### What the task requires
Copy the data below exactly.

### Supplied data
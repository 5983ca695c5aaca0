//! Configuration management for Tarjama.
//!
//! Configuration is loaded from the platform config directory with sensible
//! defaults. API keys are deliberately absent: they live in the session only.

mod types;
mod validate;

pub use types::*;

use crate::error::ConfigError;
use serde::{Deserialize, Serialize};
use std::path::{Path, PathBuf};

/// Root configuration structure for Tarjama.
#[derive(Debug, Clone, Default, Serialize, Deserialize)]
#[serde(default)]
pub struct Config {
    /// Provider settings
    pub providers: ProvidersConfig,

    /// Upload limits
    pub limits: LimitsConfig,

    /// Web form settings
    pub server: ServerConfig,

    /// Logging settings
    pub logging: LoggingConfig,
}

impl Config {
    /// Load configuration from the default location.
    ///
    /// Returns default configuration if the file doesn't exist.
    pub fn load() -> Result<Self, ConfigError> {
        let path = Self::default_path();
        if path.exists() {
            Self::load_from(&path)
        } else {
            Ok(Self::default())
        }
    }

    /// Load configuration from a specific file path (`~` is expanded).
    pub fn load_from(path: &Path) -> Result<Self, ConfigError> {
        let content = std::fs::read_to_string(expand_tilde(path))?;
        let config: Config = toml::from_str(&content)?;
        config.validate()?;
        Ok(config)
    }

    /// Get the default config file path.
    ///
    /// - macOS: ~/Library/Application Support/com.tarjama.tarjama/config.toml
    /// - Linux: ~/.config/tarjama/config.toml
    /// - Windows: C:\Users\<User>\AppData\Roaming\tarjama\config\config.toml
    ///
    /// Falls back to ~/.tarjama/config.toml if directory detection fails.
    pub fn default_path() -> PathBuf {
        directories::ProjectDirs::from("com", "tarjama", "tarjama")
            .map(|dirs| dirs.config_dir().to_path_buf().join("config.toml"))
            .unwrap_or_else(|| expand_tilde(Path::new("~/.tarjama/config.toml")))
    }

    /// Serialize the config to a pretty TOML string.
    pub fn to_toml(&self) -> Result<String, ConfigError> {
        toml::to_string_pretty(self).map_err(|e| ConfigError::ValidationError(e.to_string()))
    }
}

/// Expand a leading `~` to the home directory.
pub fn expand_tilde(path: &Path) -> PathBuf {
    let path_str = path.to_string_lossy();
    PathBuf::from(shellexpand::tilde(&path_str).into_owned())
}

### Result of this exercise
repository 5983ca695c5aaca0
//! Configuration management for Tarjama.
//!
//! Configuration is loaded from the platform config directory with sensible
//! defaults. API keys are deliberately absent: they live in the session only.

mod types;
mod validate;

pub use types::*;

use crate::error::ConfigError;
use serde::{Deserialize, Serialize};
use std::path::{Path, PathBuf};

/// Root configuration structure for Tarjama.
#[derive(Debug, Clone, Default, Serialize, Deserialize)]
#[serde(default)]
pub struct Config {
    /// Provider settings
    pub providers: ProvidersConfig,

    /// Upload limits
    pub limits: LimitsConfig,

    /// Web form settings
    pub server: ServerConfig,

    /// Logging settings
    pub logging: LoggingConfig,
}

impl Config {
    /// Load configuration from the default location.
    ///
    /// Returns default configuration if the file doesn't exist.
    pub fn load() -> Result<Self, ConfigError> {
        let path = Self::default_path();
        if path.exists() {
            Self::load_from(&path)
        } else {
            Ok(Self::default())
        }
    }

    /// Load configuration from a specific file path (`~` is expanded).
    pub fn load_from(path: &Path) -> Result<Self, ConfigError> {
        let content = std::fs::read_to_string(expand_tilde(path))?;
        let config: Config = toml::from_str(&content)?;
        config.validate()?;
        Ok(config)
    }

    /// Get the default config file path.
    ///
    /// - macOS: ~/Library/Application Support/com.tarjama.tarjama/config.toml
    /// - Linux: ~/.config/tarjama/config.toml
    /// - Windows: C:\Users\<User>\AppData\Roaming\tarjama\config\config.toml
    ///
    /// Falls back to ~/.tarjama/config.toml if directory detection fails.
    pub fn default_path() -> PathBuf {
        directories::ProjectDirs::from("com", "tarjama", "tarjama")
            .map(|dirs| dirs.config_dir().to_path_buf().join("config.toml"))
            .unwrap_or_else(|| expand_tilde(Path::new("~/.tarjama/config.toml")))
    }

    /// Serialize the config to a pretty TOML string.
    pub fn to_toml(&self) -> Result<String, ConfigError> {
        toml::to_string_pretty(self).map_err(|e| ConfigError::ValidationError(e.to_string()))
    }
}

/// Expand a leading `~` to the home directory.
pub fn expand_tilde(path: &Path) -> PathBuf {
    let path_str = path.to_string_lossy();
    PathBuf::from(shellexpand::tilde(&path_str).into_owned())
}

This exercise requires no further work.